Protein Found to Play Key Role in Triggering Autoimmune Diseases
Study findings may improve treatment options for autoimmune disease.
Scientists have identified a membrane protein that inhibits the development of autoimmune diseases.
It was commonly believed that autoimmune disease is the result of immune system hyperactivity, but new findings suggest it may also result from an immune system with too weak of a response.
In a study published in Nature Immunology, investigators identified the elementary function of Caveolin-1 (Cav1) in the plasma membrane of B cells, which produces antibodies.
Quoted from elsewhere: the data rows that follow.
//! Heuristic language detection from Unicode script ranges.

use std::ops::Range;

use super::Language;

/// Script code point ranges, in detection priority order.
///
/// The upper bounds are exclusive. The ranges do not overlap, but the scan
/// order is still the tie-break contract if they ever did.
const SCRIPT_RANGES: &[(Language, Range<u32>)] = &[
    (Language::Hindi, 0x0900..0x097F),     // Devanagari
    (Language::Tamil, 0x0B80..0x0BFF),
    (Language::Telugu, 0x0C00..0x0C7F),
    (Language::Kannada, 0x0C80..0x0CFF),
    (Language::Malayalam, 0x0D00..0x0D7F),
];

/// Detects the language of `text` from the script of its characters.
///
/// The first character (scanning left to right) that falls in a known script
/// range decides the whole string; a single Devanagari character inside an
/// otherwise-English sentence tags the input as Hindi. Empty, whitespace-only
/// and pure-Latin input all map to English.
pub fn detect(text: &str) -> Language {
    if text.trim().is_empty() {
        return Language::English;
    }

    for ch in text.chars() {
        let code = ch as u32;
        for (language, range) in SCRIPT_RANGES {
            if range.contains(&code) {
                return *language;
            }
        }
    }

    Language::English
}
B cells recognize substance via B cell antigen receptors (BCR), which protrude from the surface of the cell to ensure the B cells recognize intruder bacteria or viruses. Once the intruder is bound by the BCR, the B cell is activated and fights off different types of pathogens with other immune cells.
Recent studies indicate the protrusions or antennas are not randomly distributed across the cell’s surface, but rather are grouped together in organized protein bundles that coalesce as soon as the invader is bound to a B cell receptor.
In the current study, investigators found that Cav1 regulates this organization playing a role in the key activation of the B cells and triggering an immune response. When Cav1 is absent, viruses or bacteria that bind to the B cell produces a reduced activation signal, which leads to a weakened immune response.
Developing B cells can distinguish between the body’s own substances and foreign ones via the efficient signal transfer of the B cell receptors. When B cells fail to produce, Cav1 cannot properly organize the receptor on the cell membrane, causing the signal transfer to fail, according to the study.
Unfortunately, when B cells emerge, they begin classifying the body’s own tissues as foreign. This leads to activation of the B cell and an immune response that can result in triggering autoimmune disease, according to the study.
The findings have the potential to develop and improve treatment options for autoimmune diseases, the authors concluded.